Regarding Click Bank. Experienced CB marketers like myself achieve far higher conversion rates than 1%. Over the past decade we've built email lists in excess of 100,000 targeted subscribers, have hundreds of mini and authority niche sites, own forums, run respected blogs, and do literally everything possible to generate traffic and sales. Many of the products I promote on CB are actually my own, but, for those that aren't, I will always take 60% commission on a product selling for $100 that I know I can sell just as easily as the latest Stephen King novel on Amazon at 8.5%; if not more easily. The difference between wanting an item like a CD or a book on Amazon is that when you successfully promote via CB, you're offering them somethign they NEED. Easier to sell.

I don't claim that my approach to Amazon is the right one for everyone. I just know it works for me because I did the low-tickets for years and now the high tickets and, thus, have a statistical frame of comparison. I have no doubt I can learn some things from you (and others!) and this is the way to be: open minded and pleasant. On the current subject, though, I'm quite confident that my approach works best for me. And my bank balance agrees with me.

To anyone else,

When you're ready to begin promoting higher ticket items, the key is creating authority sites around a single product or group of no more than 3, doing your SEO work, and - most importantly - growing your list. I'll write about it more in the future!

LilBlackDress
10-31-2013, 07:25 AM
I do very well with Amazon and I sell a mix of items at different price points.

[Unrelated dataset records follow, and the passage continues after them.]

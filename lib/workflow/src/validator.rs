//! Whole-document workflow validation.
//!
//! Validation never stops at the first problem: the full document is
//! checked and every violation is reported together, so an author can fix
//! a broken workflow in one pass.

use std::collections::HashMap;
use std::fmt;

use petgraph::algo::is_cyclic_directed;
use petgraph::graph::DiGraph;

use crate::connection::ConnectionId;
use crate::definition::Workflow;
use crate::node::{Node, NodeId, NodeKind};
use crate::port::Port;
use crate::registry::{ConfigViolation, NodeSpec, SpecRegistry};

/// A single violation found in a workflow document.
#[derive(Debug, Clone, PartialEq)]
pub enum Violation {
    /// No spec is registered for the node's kind and subtype.
    UnknownSpec {
        node_id: NodeId,
        kind: NodeKind,
        subtype: Option<String>,
    },
    /// The node's configuration does not satisfy its spec.
    InvalidConfiguration {
        node_id: NodeId,
        violation: ConfigViolation,
    },
    /// A connection endpoint references a node not in the document.
    UnknownConnectionNode {
        connection_id: ConnectionId,
        node_id: NodeId,
    },
    /// A connection leaves from a port the source node does not have.
    MissingSourcePort {
        connection_id: ConnectionId,
        node_id: NodeId,
        port: String,
    },
    /// A connection arrives at a port the target node does not have.
    MissingTargetPort {
        connection_id: ConnectionId,
        node_id: NodeId,
        port: String,
    },
    /// A port has more connections than it allows.
    MaxConnectionsExceeded {
        node_id: NodeId,
        port: String,
        limit: u32,
        actual: usize,
    },
    /// A required input port has no incoming connection.
    RequiredInputUnconnected { node_id: NodeId, port: String },
    /// A designated trigger references a node not in the document.
    TriggerNotFound { node_id: NodeId },
    /// A designated trigger is not a trigger node.
    TriggerNotATrigger { node_id: NodeId, kind: NodeKind },
    /// The document's connections form a cycle.
    CycleDetected,
}

impl fmt::Display for Violation {
    fn fmt(&self, f: &mut fmt::Formatter<'_>) -> fmt::Result {
        match self {
            Self::UnknownSpec {
                node_id,
                kind,
                subtype,
            } => match subtype {
                Some(subtype) => {
                    write!(f, "node {node_id}: no spec for {kind}/{subtype}")
                }
                None => write!(f, "node {node_id}: no spec for {kind}"),
            },
            Self::InvalidConfiguration { node_id, violation } => {
                write!(f, "node {node_id}: {violation}")
            }
            Self::UnknownConnectionNode {
                connection_id,
                node_id,
            } => write!(f, "connection {connection_id}: unknown node {node_id}"),
            Self::MissingSourcePort {
                connection_id,
                node_id,
                port,
            } => write!(
                f,
                "connection {connection_id}: node {node_id} has no output port `{port}`"
            ),
            Self::MissingTargetPort {
                connection_id,
                node_id,
                port,
            } => write!(
                f,
                "connection {connection_id}: node {node_id} has no input port `{port}`"
            ),
            Self::MaxConnectionsExceeded {
                node_id,
                port,
                limit,
                actual,
            } => write!(
                f,
                "node {node_id}: port `{port}` allows {limit} connection(s) but has {actual}"
            ),
            Self::RequiredInputUnconnected { node_id, port } => {
                write!(f, "node {node_id}: required input `{port}` is unconnected")
            }
            Self::TriggerNotFound { node_id } => {
                write!(f, "trigger entry {node_id} is not in the document")
            }
            Self::TriggerNotATrigger { node_id, kind } => {
                write!(f, "trigger entry {node_id} is a {kind} node, not a trigger")
            }
            Self::CycleDetected => write!(f, "workflow connections form a cycle"),
        }
    }
}

/// Every violation found in one validation pass.
#[derive(Debug, Clone, PartialEq, Default)]
pub struct ValidationReport {
    violations: Vec<Violation>,
}

impl ValidationReport {
    /// Returns the violations found.
    #[must_use]
    pub fn violations(&self) -> &[Violation] {
        &self.violations
    }

    /// Returns true if no violations were found.
    #[must_use]
    pub fn is_empty(&self) -> bool {
        self.violations.is_empty()
    }

    /// Returns the number of violations.
    #[must_use]
    pub fn len(&self) -> usize {
        self.violations.len()
    }

    fn push(&mut self, violation: Violation) {
        self.violations.push(violation);
    }
}

impl fmt::Display for ValidationReport {
    fn fmt(&self, f: &mut fmt::Formatter<'_>) -> fmt::Result {
        write!(f, "{} violation(s)", self.violations.len())?;
        for violation in &self.violations {
            write!(f, "\n  - {violation}")?;
        }
        Ok(())
    }
}

impl std::error::Error for ValidationReport {}

/// Validates a workflow document against a spec registry.
///
/// Returns `Ok(())` for a valid document, or the full report of every
/// violation found.
pub fn validate_workflow(
    workflow: &Workflow,
    registry: &SpecRegistry,
) -> Result<(), ValidationReport> {
    let mut report = ValidationReport::default();
    let nodes = workflow.node_map();

    check_nodes(workflow, registry, &mut report);
    check_connections(workflow, registry, &nodes, &mut report);
    check_triggers(workflow, &nodes, &mut report);
    check_acyclic(workflow, &nodes, &mut report);

    if report.is_empty() { Ok(()) } else { Err(report) }
}

fn check_nodes(workflow: &Workflow, registry: &SpecRegistry, report: &mut ValidationReport) {
    for node in &workflow.nodes {
        let Ok(spec) = registry.get(node.kind, node.subtype()) else {
            report.push(Violation::UnknownSpec {
                node_id: node.id,
                kind: node.kind,
                subtype: node.subtype.clone(),
            });
            continue;
        };
        for violation in spec.validate_configuration(&node.configuration) {
            report.push(Violation::InvalidConfiguration {
                node_id: node.id,
                violation,
            });
        }
    }
}

fn check_connections(
    workflow: &Workflow,
    registry: &SpecRegistry,
    nodes: &HashMap<NodeId, &Node>,
    report: &mut ValidationReport,
) {
    // (node, port) -> connection count, tracked separately per direction
    let mut outgoing: HashMap<(NodeId, &str), usize> = HashMap::new();
    let mut incoming: HashMap<(NodeId, &str), usize> = HashMap::new();

    for connection in &workflow.connections {
        let source = nodes.get(&connection.from_node).copied();
        let target = nodes.get(&connection.to_node).copied();

        if source.is_none() {
            report.push(Violation::UnknownConnectionNode {
                connection_id: connection.id,
                node_id: connection.from_node,
            });
        }
        if target.is_none() {
            report.push(Violation::UnknownConnectionNode {
                connection_id: connection.id,
                node_id: connection.to_node,
            });
        }

        if let Some(source) = source {
            if output_port(source, registry, &connection.from_port).is_none() {
                report.push(Violation::MissingSourcePort {
                    connection_id: connection.id,
                    node_id: source.id,
                    port: connection.from_port.clone(),
                });
            } else {
                *outgoing
                    .entry((source.id, connection.from_port.as_str()))
                    .or_default() += 1;
            }
        }
        if let Some(target) = target {
            if input_port(target, registry, &connection.to_port).is_none() {
                report.push(Violation::MissingTargetPort {
                    connection_id: connection.id,
                    node_id: target.id,
                    port: connection.to_port.clone(),
                });
            } else {
                *incoming
                    .entry((target.id, connection.to_port.as_str()))
                    .or_default() += 1;
            }
        }
    }

    for node in &workflow.nodes {
        for port in effective_ports(node, registry, Direction::Output) {
            let actual = outgoing
                .get(&(node.id, port.id.as_str()))
                .copied()
                .unwrap_or(0);
            if let Some(limit) = port.max_connections
                && actual > limit as usize
            {
                report.push(Violation::MaxConnectionsExceeded {
                    node_id: node.id,
                    port: port.id.clone(),
                    limit,
                    actual,
                });
            }
        }
        for port in effective_ports(node, registry, Direction::Input) {
            let actual = incoming
                .get(&(node.id, port.id.as_str()))
                .copied()
                .unwrap_or(0);
            if let Some(limit) = port.max_connections
                && actual > limit as usize
            {
                report.push(Violation::MaxConnectionsExceeded {
                    node_id: node.id,
                    port: port.id.clone(),
                    limit,
                    actual,
                });
            }
            if port.required && actual == 0 {
                report.push(Violation::RequiredInputUnconnected {
                    node_id: node.id,
                    port: port.id.clone(),
                });
            }
        }
    }
}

What has worked for me is to sell products that I have a genuine interest in. This helps me write really good articles on the products. Or tweak an outsourced article on the product. When I have an article that is so good I want to jump and buy the product myself it usually does very well.

To find products take a look at the sales rankings on products at Amazon and see what is selling. Also look at the date of the reviews. Try to avoid products that people can find anywhere.

Louidam1
11-06-2013, 10:43 AM
I never made again with Amazon since I'm not really a good sales person. Last year I created a product review website and add Amazon affiliate links to it and I'm hoping I'll start making sales.

If you're looking to make good money with Amazon, blog about topics and products you know a lot about and passionate about it. When your readers see that they'll build up a trust in you and click the links and buy the products you're advertising.

MariaThompson
11-06-2013, 11:16 AM
Do any of you ladies do Kindle e-books?

I was late to the game here (started earlier this year) but the results are impressive. I do a mixture of fiction and non-fiction. So far, my non-fiction sales are outstripping my fiction by 250%. The differece, I think, is because when people are looking for information - i.e non-fiction - they couldn't care less which writer supplies it; whereas, when it comes to fiction, most go for the usual suspects. I'm not giving up on the fiction, though. The key is to build a following for each writer and include links to other novels inside each novel.

I could talk all day on this subject. So much happening!